→ The data:

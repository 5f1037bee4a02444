//! Client configuration and its sources (defaults, JSON, `key=value` pairs, environment).

use std::env;

use serde::{Deserialize, Serialize};

use crate::error::{Result, VqError};

/// Tunables shared by every table and query opened through one connection.
#[derive(Debug, Clone, PartialEq, Serialize, Deserialize)]
#[serde(default)]
pub struct ClientConfig {
    /// Max rows per streamed batch requested from the engine.
    pub batch_size_rows: usize,
    /// Limit applied to freshly created vector and hybrid queries.
    pub default_vector_limit: usize,
    /// Probe count applied to freshly created vector queries.
    pub default_nprobes: usize,
    /// Refine factor applied to freshly created vector queries.
    pub default_refine_factor: Option<u32>,
    /// Reciprocal-rank-fusion constant used by the default reranker.
    pub rrf_k: f32,
    /// Reserved for remote transports.
    pub read_timeout_ms: u64,
}

impl Default for ClientConfig {
    fn default() -> Self {
        Self {
            batch_size_rows: 1024,
            default_vector_limit: 10,
            default_nprobes: 20,
            default_refine_factor: None,
            rrf_k: 60.0,
            read_timeout_ms: 30_000,
        }
    }
}

impl ClientConfig {
    /// Parses a JSON document; absent keys keep their defaults.
    pub fn from_json(raw: &str) -> Result<Self> {
        let config: ClientConfig = serde_json::from_str(raw)
            .map_err(|e| VqError::InvalidConfig(format!("invalid config JSON: {e}")))?;
        config.validate()?;
        Ok(config)
    }

    /// Defaults overridden by `VQ_*` environment variables.
    pub fn from_env() -> Result<Self> {
        let mut config = ClientConfig::default();
        if let Some(v) = env_parse::<usize>("VQ_BATCH_SIZE_ROWS")? {
            config.batch_size_rows = v;
        }
        if let Some(v) = env_parse::<usize>("VQ_DEFAULT_VECTOR_LIMIT")? {
            config.default_vector_limit = v;
        }
        if let Some(v) = env_parse::<usize>("VQ_DEFAULT_NPROBES")? {
            config.default_nprobes = v;
        }
        if let Some(v) = env_parse::<f32>("VQ_RRF_K")? {
            config.rrf_k = v;
        }
        config.validate()?;
        Ok(config)
    }

    /// Applies `key=value` pairs separated by `,` or `;`.
    pub fn apply_kv(&mut self, kv: &str) -> Result<()> {
        for pair in kv
            .split([',', ';'])
            .map(str::trim)
            .filter(|s| !s.is_empty())
        {
            let Some((k, v)) = pair.split_once('=') else {
                return Err(VqError::InvalidConfig(format!(
                    "invalid config pair '{pair}', expected key=value"
                )));
            };
            let key = k.trim().to_ascii_lowercase();
            let value = v.trim();
            match key.as_str() {
                "batch_size_rows" => self.batch_size_rows = parse_value(&key, value)?,
                "default_vector_limit" => self.default_vector_limit = parse_value(&key, value)?,
                "default_nprobes" => self.default_nprobes = parse_value(&key, value)?,
                "default_refine_factor" => {
                    self.default_refine_factor = match value.to_ascii_lowercase().as_str() {
                        "" | "none" => None,
                        _ => Some(parse_value(&key, value)?),
                    }
                }
                "rrf_k" => self.rrf_k = parse_value(&key, value)?,
                "read_timeout_ms" => self.read_timeout_ms = parse_value(&key, value)?,
                other => {
                    return Err(VqError::InvalidConfig(format!(
                        "unknown config key '{other}'"
                    )));
                }
            }
        }
        self.validate()
    }

    fn validate(&self) -> Result<()> {
        if self.batch_size_rows == 0 {
            return Err(VqError::InvalidConfig(
                "batch_size_rows must be > 0".to_string(),
            ));
        }
        if !(self.rrf_k.is_finite() && self.rrf_k > 0.0) {
            return Err(VqError::InvalidConfig(format!(
                "rrf_k must be a positive number, got {}",
                self.rrf_k
            )));
        }
        Ok(())
    }
}

fn parse_value<T>(key: &str, value: &str) -> Result<T>
where
    T: std::str::FromStr,
    T::Err: std::fmt::Display,
{
    value
        .parse()
        .map_err(|e| VqError::InvalidConfig(format!("invalid {key} '{value}': {e}")))
}

fn env_parse<T>(key: &str) -> Result<Option<T>>
where
    T: std::str::FromStr,
    T::Err: std::fmt::Display,
{
    match env::var(key) {
        Ok(raw) => parse_value(key, raw.trim()).map(Some),
        Err(_) => Ok(None),
    }
}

→ Task description: Some lines of the listing may include the string "impl". Tally them and report only the total.

→ Response to the task: 2